Resources
Datasets
Here’s a very incomplete and short list of datasets. This is really just to get you started and I encourage you to think beyond the scope of pre-made datasets.
- Yahoo webscope datasets. There are plenty of them free for download. However, you need to sign up individually since the datasets typically come with noncommercial restrictions.
- Netflix challenge data on Kaggle.
- IMDB data
- Twitter gardenhose
- AOL query log
- GigaDB bioinformatics database. Try e.g. searching for homo sapiens.

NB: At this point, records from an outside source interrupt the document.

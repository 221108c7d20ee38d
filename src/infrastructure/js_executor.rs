//! JS 执行器 - 基础设施层
//!
//! 持有唯一的 page 资源，对上只暴露 [`Dom`] 能力。所有查询都通过注入同一段页面脚本完成，
//! 脚本每次调用都重新解析定位器，不在页面里保留任何状态。
//!
//! 子文档按 CDP 帧树枚举，脚本直接在该帧自己的执行上下文里运行，跨域 iframe 也能访问。

use std::path::Path;
use std::time::Duration;

use chromiumoxide::cdp::browser_protocol::dom::{GetBoxModelParams, GetFrameOwnerParams};
use chromiumoxide::cdp::browser_protocol::input::{DispatchKeyEventParams, DispatchKeyEventType};
use chromiumoxide::cdp::browser_protocol::page::{FrameId, FrameTree, GetFrameTreeParams};
use chromiumoxide::cdp::js_protocol::runtime::{EvaluateParams, ExecutionContextId};
use chromiumoxide::layout::Point;
use chromiumoxide::page::ScreenshotParams;
use chromiumoxide::Page;
use serde::de::DeserializeOwned;
use serde::Deserialize;
use serde_json::{json, Value as JsonValue};
use tokio::time::{sleep, Instant};
use tracing::debug;

use super::dom::{BoundingBox, ClickMode, Dom, ElementSummary};
use super::locator::{Locator, Scope};
use crate::error::{BrowserError, BrowserResult};

const DOM_RUNTIME: &str = include_str!("dom_runtime.js");

/// 点击前可操作性检查的轮询间隔
const PROBE_INTERVAL: Duration = Duration::from_millis(100);

/// 页面脚本的统一返回结构
#[derive(Debug, Deserialize)]
struct Reply {
    ok: bool,
    #[serde(default)]
    value: JsonValue,
    #[serde(default)]
    detached: bool,
    #[serde(default)]
    error: Option<String>,
}

/// 点击前的探测结果
#[derive(Debug, Deserialize)]
#[serde(tag = "state", rename_all = "snake_case")]
enum ClickProbe {
    Ready { x: f64, y: f64 },
    Missing,
    Hidden,
    Disabled,
    Obscured { detail: String },
}

/// 需要把坐标换算到顶层视口的操作
const POSITIONED_OPS: [&str; 3] = ["box", "describe", "probe"];

/// 帧树中的一个子文档
#[derive(Debug, Clone, PartialEq)]
struct FrameEntry {
    id: String,
    url: String,
}

/// 按文档顺序展开帧树，不含顶层页面
fn flatten_frames(tree: &FrameTree, out: &mut Vec<FrameEntry>) {
    for child in tree.child_frames.iter().flatten() {
        out.push(FrameEntry {
            id: child.frame.id.inner().clone(),
            url: child.frame.url.clone(),
        });
        flatten_frames(child, out);
    }
}

/// JS 执行器
///
/// 职责：
/// - 持有唯一的 Page 资源
/// - 把定位器交给页面脚本解析
/// - 用 CDP 输入事件完成真实的鼠标、键盘操作
pub struct JsExecutor {
    page: Page,
    slow_mo: Duration,
}

impl JsExecutor {
    /// 创建新的 JS 执行器
    pub fn new(page: Page) -> Self {
        Self {
            page,
            slow_mo: Duration::ZERO,
        }
    }

    /// 每次页面操作后额外停顿
    pub fn with_slow_mo(mut self, slow_mo: Duration) -> Self {
        self.slow_mo = slow_mo;
        self
    }

    /// 执行 JS 代码并返回 JSON 结果
    pub async fn eval(&self, js_code: impl Into<String>) -> BrowserResult<JsonValue> {
        let result = self.page.evaluate(js_code.into()).await?;
        Ok(result.into_value()?)
    }

    /// 执行 JS 代码并反序列化为指定类型
    pub async fn eval_as<T: DeserializeOwned>(&self, js_code: impl Into<String>) -> BrowserResult<T> {
        let json_value = self.eval(js_code).await?;
        Ok(serde_json::from_value(json_value)?)
    }

    /// 保存整页截图
    pub async fn screenshot(&self, path: impl AsRef<Path>) -> BrowserResult<()> {
        let params = ScreenshotParams::builder().full_page(true).build();
        self.page.save_screenshot(params, path).await?;
        Ok(())
    }

    /// 在指定执行上下文中执行脚本，`None` 为顶层页面
    async fn eval_in<T: DeserializeOwned>(
        &self,
        script: String,
        context: Option<ExecutionContextId>,
    ) -> BrowserResult<T> {
        let Some(context) = context else {
            return self.eval_as(script).await;
        };
        let params = EvaluateParams::builder()
            .expression(script)
            .context_id(context)
            .return_by_value(true)
            .await_promise(true)
            .build()
            .map_err(|message| BrowserError::ScriptFailed { message })?;
        let value: JsonValue = self.page.evaluate_expression(params).await?.into_value()?;
        Ok(serde_json::from_value(value)?)
    }

    /// 子文档左上角在顶层视口中的位置，取自 iframe 元素的内容框
    async fn frame_origin(&self, frame_id: &str) -> BrowserResult<(f64, f64)> {
        let owner = self
            .page
            .execute(GetFrameOwnerParams::new(FrameId::new(frame_id)))
            .await?;
        let model = self
            .page
            .execute(
                GetBoxModelParams::builder()
                    .backend_node_id(owner.result.backend_node_id.clone())
                    .build(),
            )
            .await?;
        match model.result.model.content.inner().as_slice() {
            [x, y, ..] => Ok((*x, *y)),
            _ => Err(BrowserError::ScriptFailed {
                message: format!("frame {frame_id} 没有布局框"),
            }),
        }
    }

    /// 调用页面脚本中的一个操作
    async fn call<T: DeserializeOwned>(
        &self,
        op: &str,
        target: &Locator,
        extra: JsonValue,
    ) -> BrowserResult<T> {
        let mut request = serde_json::Map::new();
        request.insert("op".to_string(), json!(op));
        request.insert("loc".to_string(), json!(target));
        if let JsonValue::Object(fields) = extra {
            request.extend(fields);
        }

        let mut context = None;
        if let Some(frame_id) = target.scope.frame_id.as_deref() {
            match self
                .page
                .frame_execution_context(FrameId::new(frame_id))
                .await?
            {
                Some(id) => {
                    context = Some(id);
                    if POSITIONED_OPS.contains(&op) {
                        let (x, y) = self.frame_origin(frame_id).await?;
                        request.insert("origin".to_string(), json!({ "x": x, "y": y }));
                    }
                }
                // 帧已销毁或尚未加载，按空文档处理
                None => {
                    debug!("frame {} 没有可用的执行上下文", frame_id);
                    request.insert("gone".to_string(), JsonValue::Bool(true));
                }
            }
        }

        let script = DOM_RUNTIME.replace("__REQUEST__", &JsonValue::Object(request).to_string());
        let reply: Reply = self.eval_in(script, context).await?;

        if reply.ok {
            return Ok(serde_json::from_value(reply.value)?);
        }
        let target = target.to_string();
        if reply.detached {
            return Err(BrowserError::ElementDetached { target });
        }
        Err(BrowserError::ScriptFailed {
            message: format!(
                "{op} ({target}): {}",
                reply.error.unwrap_or_else(|| "unknown".to_string())
            ),
        })
    }

    async fn probe(&self, target: &Locator, forced: bool) -> BrowserResult<ClickProbe> {
        self.call("probe", target, json!({ "forced": forced })).await
    }

    async fn settle(&self) {
        if !self.slow_mo.is_zero() {
            sleep(self.slow_mo).await;
        }
    }

    async fn key_event(&self, kind: DispatchKeyEventType, key: &str) -> BrowserResult<()> {
        let mut builder = DispatchKeyEventParams::builder()
            .r#type(kind.clone())
            .key(key)
            .code(key);
        if key == "Enter" {
            builder = builder.windows_virtual_key_code(13).native_virtual_key_code(13);
            if kind == DispatchKeyEventType::KeyDown {
                builder = builder.text("\r");
            }
        }
        let params = builder
            .build()
            .map_err(|message| BrowserError::ScriptFailed { message })?;
        self.page.execute(params).await?;
        Ok(())
    }
}

impl Dom for JsExecutor {
    async fn current_url(&self) -> BrowserResult<String> {
        Ok(self.page.url().await?.unwrap_or_default())
    }

    async fn goto(&self, url: &str) -> BrowserResult<()> {
        self.page
            .goto(url)
            .await
            .map_err(|source| BrowserError::NavigationFailed {
                url: url.to_string(),
                source,
            })?;
        self.settle().await;
        Ok(())
    }

    async fn scopes(&self) -> BrowserResult<Vec<Scope>> {
        let tree = self
            .page
            .execute(GetFrameTreeParams::default())
            .await?
            .result
            .frame_tree;
        let mut frames = Vec::new();
        flatten_frames(&tree, &mut frames);

        let mut scopes = vec![Scope::page()];
        scopes.extend(
            frames
                .into_iter()
                .enumerate()
                .map(|(i, frame)| Scope::frame(i + 1, frame.id, &frame.url)),
        );
        Ok(scopes)
    }

    async fn count(&self, target: &Locator) -> BrowserResult<usize> {
        self.call("count", target, JsonValue::Null).await
    }

    async fn is_visible(&self, target: &Locator) -> BrowserResult<bool> {
        self.call("visible", target, JsonValue::Null).await
    }

    async fn inner_text(&self, target: &Locator) -> BrowserResult<String> {
        self.call("text", target, JsonValue::Null).await
    }

    async fn attribute(&self, target: &Locator, name: &str) -> BrowserResult<Option<String>> {
        self.call("attr", target, json!({ "attr": name })).await
    }

    async fn bounding_box(&self, target: &Locator) -> BrowserResult<Option<BoundingBox>> {
        self.call("box", target, JsonValue::Null).await
    }

    async fn describe_all(
        &self,
        target: &Locator,
        attribute: Option<&str>,
    ) -> BrowserResult<Vec<ElementSummary>> {
        self.call("describe", target, json!({ "attr": attribute }))
            .await
    }

    async fn click(
        &self,
        target: &Locator,
        mode: ClickMode,
        timeout: Duration,
    ) -> BrowserResult<()> {
        let deadline = Instant::now() + timeout;
        let forced = mode == ClickMode::Forced;
        let mut last_state = String::from("missing");

        loop {
            match self.probe(target, forced).await? {
                ClickProbe::Ready { x, y } => {
                    self.page.click(Point { x, y }).await?;
                    self.settle().await;
                    return Ok(());
                }
                ClickProbe::Obscured { detail } => last_state = format!("被 {detail} 遮挡"),
                ClickProbe::Hidden => last_state = "不可见".to_string(),
                ClickProbe::Disabled => last_state = "不可用".to_string(),
                ClickProbe::Missing => last_state = "不存在".to_string(),
            }

            if Instant::now() >= deadline {
                debug!("点击超时: {} ({})", target, last_state);
                return Err(BrowserError::timeout(
                    format!("点击({last_state})"),
                    target,
                    timeout.as_millis() as u64,
                ));
            }
            sleep(PROBE_INTERVAL).await;
        }
    }

    async fn scroll_into_view(&self, target: &Locator) -> BrowserResult<()> {
        self.call::<JsonValue>("scroll", target, JsonValue::Null)
            .await?;
        Ok(())
    }

    async fn hover(&self, target: &Locator) -> BrowserResult<()> {
        match self.probe(target, true).await? {
            ClickProbe::Ready { x, y } => {
                self.page.move_mouse(Point { x, y }).await?;
                Ok(())
            }
            _ => Err(BrowserError::ElementDetached {
                target: target.to_string(),
            }),
        }
    }

    async fn dispatch_click(&self, target: &Locator) -> BrowserResult<()> {
        self.call::<JsonValue>("dispatch_click", target, JsonValue::Null)
            .await?;
        self.settle().await;
        Ok(())
    }

    async fn fill(&self, target: &Locator, value: &str) -> BrowserResult<()> {
        self.call::<JsonValue>("fill", target, json!({ "value": value }))
            .await?;
        self.settle().await;
        Ok(())
    }

    async fn check(&self, target: &Locator) -> BrowserResult<()> {
        self.call::<JsonValue>("check", target, JsonValue::Null)
            .await?;
        self.settle().await;
        Ok(())
    }

    async fn press_key(&self, key: &str) -> BrowserResult<()> {
        self.key_event(DispatchKeyEventType::KeyDown, key).await?;
        self.key_event(DispatchKeyEventType::KeyUp, key).await?;
        self.settle().await;
        Ok(())
    }
}
//! 业务能力层
//!
//! 每个模块提供一种与页面打交道的能力，不关心评教流程的先后顺序：
//! - `scope_resolver`：表格在哪个文档里
//! - `element_locator`：表格、弹窗、待评价按钮、下一页
//! - `teacher_tabs`：教师标签
//! - `interaction`：点击重试阶梯
//! - `wait`：轮询原语和各类等待
//! - `dialogs`：提交后的提示框
//! - `pacing`：随机停顿

pub mod dialogs;
pub mod element_locator;
pub mod interaction;
pub mod pacing;
pub mod scope_resolver;
pub mod teacher_tabs;
pub mod wait;

pub use element_locator::{find_modal, find_next_page, find_table, first_match, Presence};
pub use pacing::Pacer;
pub use scope_resolver::{resolve_scope, resolve_scope_fast};
pub use teacher_tabs::{TabRules, TeacherTab};
pub use wait::Poll;
//! 程序配置
//!
//! 配置文件为 TOML，启动时加载一次并校验，运行期间不再修改。

use std::path::Path;

use regex::Regex;
use serde::Deserialize;

use crate::error::ConfigError;
use crate::infrastructure::Selector;

/// 程序配置文件
#[derive(Clone, Debug, Deserialize)]
pub struct AppConfig {
    /// 登录页地址（仅 pj-login 使用）
    pub login_url: String,
    /// 待评教课程列表地址
    pub list_url: String,
    #[serde(default)]
    pub browser: BrowserSettings,
    /// 优先选择的评价选项文字
    #[serde(default = "default_rating_text")]
    pub rating_text: String,
    /// 评语模板，每门课随机选一条
    #[serde(default = "default_comment_templates")]
    pub comment_templates: Vec<String>,
    #[serde(default)]
    pub delays_ms: Delays,
    /// 手动提交模式下等待弹窗关闭的最长时间，0 表示一直等待
    #[serde(default)]
    pub manual_submit_max_wait_s: u64,
    /// 是否自动点击提交
    #[serde(default = "default_true")]
    pub auto_submit: bool,
    #[serde(default)]
    pub selectors: Selectors,
    #[serde(default)]
    pub heuristics: Heuristics,
    #[serde(default)]
    pub columns: Columns,
}

/// 浏览器启动参数
#[derive(Clone, Debug, Default, Deserialize)]
pub struct BrowserSettings {
    #[serde(default)]
    pub headless: bool,
    /// 每次页面操作后的额外停顿
    #[serde(default)]
    pub slow_mo_ms: u64,
    /// 自定义浏览器可执行文件路径
    #[serde(default)]
    pub executable: Option<String>,
    /// 设置后连接到已打开的浏览器（远程调试端口），而不是启动新浏览器
    #[serde(default)]
    pub debug_port: Option<u16>,
}

/// 随机延迟区间（毫秒）
#[derive(Clone, Debug, Deserialize)]
pub struct Delays {
    #[serde(default = "default_delay_min")]
    pub min: i64,
    #[serde(default = "default_delay_max")]
    pub max: i64,
}

impl Default for Delays {
    fn default() -> Self {
        Self {
            min: default_delay_min(),
            max: default_delay_max(),
        }
    }
}

/// 页面各部分的选择器
///
/// 除标准 CSS 外，支持 `:has-text("x")`、`:text-is("x")`、`:visible` 扩展。
#[derive(Clone, Debug, Deserialize)]
#[serde(default)]
pub struct Selectors {
    pub table: String,
    pub pending_button: String,
    pub modal: String,
    pub teacher_tabs: String,
    pub active_block: String,
    pub question_block: String,
    pub comment_textarea: String,
    pub done_text: String,
    pub submit_button: String,
    pub success_confirm_button: String,
}

impl Default for Selectors {
    fn default() -> Self {
        Self {
            table: "#kcpjDataTable".to_string(),
            pending_button: r#"td:last-child button:text-is("评价")"#.to_string(),
            modal: ".modal:visible".to_string(),
            teacher_tabs: ".title .jsxx".to_string(),
            active_block: ".pjst .jslb.active".to_string(),
            question_block: r#".tm[data-fs="5"]"#.to_string(),
            comment_textarea: "textarea.form-control.da".to_string(),
            done_text: ".tmtj span".to_string(),
            submit_button: ".modal-footer button.sure".to_string(),
            success_confirm_button:
                ".layui-layer-btn0, .bootbox-accept, button:has-text('确定'), a:has-text('确定')"
                    .to_string(),
        }
    }
}

/// 与门户语言、布局相关的启发式数据
#[derive(Clone, Debug, Deserialize)]
#[serde(default)]
pub struct Heuristics {
    /// “评价”按钮上的文字
    pub rate_keyword: String,
    /// 启发式教师标签的文字模式
    pub tab_name_pattern: String,
    /// 永远不会被当作教师标签的文字
    pub tab_skip_words: Vec<String>,
    /// 教师标签距弹窗顶部的最大纵向距离
    pub tab_max_offset_px: f64,
    /// 显式教师标签上的唯一标识属性
    pub tab_id_attribute: String,
    /// 依次尝试的弹窗选择器
    pub modal_candidates: Vec<String>,
    /// 确认按钮文字
    pub confirm_texts: Vec<String>,
    /// 提交成功提示框中的文字
    pub success_keywords: Vec<String>,
    /// 提示框容器
    pub dialog_containers: String,
    /// 提示框关闭按钮
    pub dialog_close_selectors: Vec<String>,
    pub next_page_selector: String,
    pub next_page_texts: Vec<String>,
    /// 进度未满时放宽后的题目选择器
    pub generic_question_block: String,
}

impl Default for Heuristics {
    fn default() -> Self {
        Self {
            rate_keyword: "评价".to_string(),
            tab_name_pattern: r"^[一-龥·]{2,8}$".to_string(),
            tab_skip_words: ["提交", "取消", "关闭", "保存", "很满意", "满意", "一般", "不满意", "很不满意"]
                .iter()
                .map(|s| s.to_string())
                .collect(),
            tab_max_offset_px: 220.0,
            tab_id_attribute: "data-gh".to_string(),
            modal_candidates: [".modal.pjModal", ".pjModal", ".modal.in", ".modal"]
                .iter()
                .map(|s| s.to_string())
                .collect(),
            confirm_texts: vec!["确认".to_string(), "确定".to_string()],
            success_keywords: vec!["提交成功".to_string()],
            dialog_containers:
                ".modal, .layui-layer, .el-message-box, .swal2-popup, .bootbox, [role=dialog]"
                    .to_string(),
            dialog_close_selectors: [
                "button.close",
                ".layui-layer-close",
                ".layui-layer-ico",
                ".el-message-box__headerbtn",
                ".swal2-confirm",
            ]
            .iter()
            .map(|s| s.to_string())
            .collect(),
            next_page_selector: "#kcpjDataTable_next".to_string(),
            next_page_texts: vec!["后一页".to_string(), "下一页".to_string()],
            generic_question_block: ".tm".to_string(),
        }
    }
}

/// 课程行中各字段所在的列（从 0 开始）
#[derive(Clone, Debug, Deserialize)]
#[serde(default)]
pub struct Columns {
    pub course_code: usize,
    pub course_name: usize,
    pub teacher_name: usize,
}

impl Default for Columns {
    fn default() -> Self {
        Self {
            course_code: 0,
            course_name: 1,
            teacher_name: 7,
        }
    }
}

fn default_true() -> bool {
    true
}

fn default_rating_text() -> String {
    "很满意".to_string()
}

fn default_comment_templates() -> Vec<String> {
    Vec::new()
}

fn default_delay_min() -> i64 {
    100
}

fn default_delay_max() -> i64 {
    350
}

impl AppConfig {
    /// 从 TOML 文件加载并校验配置
    pub fn load(path: impl AsRef<Path>) -> Result<Self, ConfigError> {
        let path = path.as_ref();
        let content = std::fs::read_to_string(path).map_err(|source| ConfigError::ReadFailed {
            path: path.display().to_string(),
            source,
        })?;
        Self::from_toml_str(&content).map_err(|e| match e {
            ConfigError::ParseFailed { source, .. } => ConfigError::ParseFailed {
                path: path.display().to_string(),
                source,
            },
            other => other,
        })
    }

    /// 从 TOML 文本解析并校验配置
    pub fn from_toml_str(content: &str) -> Result<Self, ConfigError> {
        let config: AppConfig =
            toml::from_str(content).map_err(|source| ConfigError::ParseFailed {
                path: String::new(),
                source,
            })?;
        config.validate()?;
        Ok(config)
    }

    /// 校验配置，任何一项不合法都立即失败
    pub fn validate(&self) -> Result<(), ConfigError> {
        if self.comment_templates.is_empty() {
            return Err(ConfigError::EmptyCommentPool);
        }

        if self.delays_ms.min < 0 || self.delays_ms.max < self.delays_ms.min {
            return Err(ConfigError::InvalidDelays {
                min: self.delays_ms.min,
                max: self.delays_ms.max,
            });
        }

        Regex::new(&self.heuristics.tab_name_pattern).map_err(|source| {
            ConfigError::InvalidPattern {
                pattern: self.heuristics.tab_name_pattern.clone(),
                source,
            }
        })?;

        for selector in self.selector_sources() {
            Selector::try_parse(selector)?;
        }

        Ok(())
    }

    /// 所有会被当作选择器解析的配置项
    fn selector_sources(&self) -> impl Iterator<Item = &str> {
        let s = &self.selectors;
        let h = &self.heuristics;
        [
            &s.table,
            &s.pending_button,
            &s.modal,
            &s.teacher_tabs,
            &s.active_block,
            &s.question_block,
            &s.comment_textarea,
            &s.done_text,
            &s.submit_button,
            &s.success_confirm_button,
            &h.dialog_containers,
            &h.next_page_selector,
            &h.generic_question_block,
        ]
        .into_iter()
        .chain(&h.modal_candidates)
        .chain(&h.dialog_close_selectors)
        .map(String::as_str)
    }
}
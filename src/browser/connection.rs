use chromiumoxide::{Browser, Page};
use futures::StreamExt;
use tokio::time::sleep;
use tracing::{debug, error, info};

use crate::error::{BrowserError, BrowserResult};

/// 连接到已打开的浏览器（远程调试端口）并获取页面
///
/// 优先复用已有的第一个页面，没有页面时新建空白页。
pub async fn connect_to_browser_and_page(port: u16) -> BrowserResult<(Browser, Page)> {
    let browser_url = format!("http://localhost:{}", port);
    info!("正在连接到浏览器: {}", browser_url);

    let (browser, mut handler) = Browser::connect(&browser_url).await.map_err(|source| {
        error!("连接浏览器失败: {}", source);
        BrowserError::ConnectionFailed { port, source }
    })?;
    debug!("浏览器连接成功");

    // 在后台处理浏览器事件
    tokio::spawn(async move {
        while let Some(h) = handler.next().await {
            if h.is_err() {
                break;
            }
        }
    });

    // 添加短暂延迟以等待浏览器状态同步
    sleep(tokio::time::Duration::from_millis(300)).await;

    let pages = browser.pages().await?;
    debug!("获取到 {} 个页面", pages.len());

    if let Some(page) = pages.into_iter().next() {
        info!("✓ 复用已打开的页面");
        return Ok((browser, page));
    }

    debug!("创建空白页面");
    let page = browser.new_page("about:blank").await.map_err(|e| {
        error!("创建空白页面失败: {}", e);
        e
    })?;
    Ok((browser, page))
}
//! 浏览器获取
//!
//! 按配置启动新浏览器，或连接到已开启远程调试端口的浏览器。

pub mod connection;
pub mod launch;
pub mod storage;

use chromiumoxide::{Browser, Page};

use crate::config::BrowserSettings;
use crate::error::BrowserResult;

pub use connection::connect_to_browser_and_page;
pub use launch::launch_browser;
pub use storage::StorageState;

/// 浏览器的来源，决定结束时是否关闭它
#[derive(Debug, Clone, Copy, PartialEq, Eq)]
pub enum BrowserOrigin {
    Launched,
    Attached,
}

/// 按配置获取浏览器和页面
pub async fn open_browser(settings: &BrowserSettings) -> BrowserResult<(Browser, Page, BrowserOrigin)> {
    match settings.debug_port {
        Some(port) => {
            let (browser, page) = connect_to_browser_and_page(port).await?;
            Ok((browser, page, BrowserOrigin::Attached))
        }
        None => {
            let (browser, page) = launch_browser(settings).await?;
            Ok((browser, page, BrowserOrigin::Launched))
        }
    }
}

- TREC datasets (text retrieval).
- Linguistic Data Consortium homepage
- Stanford Social Networks datasets
- Frequent itemset mining data
- Wikipedia dump
- Amazon AWS public datasets
Some problems
- Design a streaming algorithm to find frequent items. Note that the distribution might change over time. A possible strategy is to modify the a-priori algorithm.
- Use secondary information to improve collaborative filtering, e.g. for the Netflix problem you could incorporate IMDB and Wikipedia.
- Financial forecasting as a high-dimensional multivariate regression problem. E.g. you could try predicting the price of a very large of securities at the same time. Possibly using news, tweets, and financial data releases to improve the estimates beyond a simple technical analysis.
- Detect trends e.g. in the Tweet stream. Forecast tomorrow’s keywords today. How quickly can you detect new events (earthquakes, assassinations, elections)?
- Nonlinear function classes. Can you find efficient sets of basis functions that are both fast to compute and sufficiently nonlinear to address a large set of estimation problems.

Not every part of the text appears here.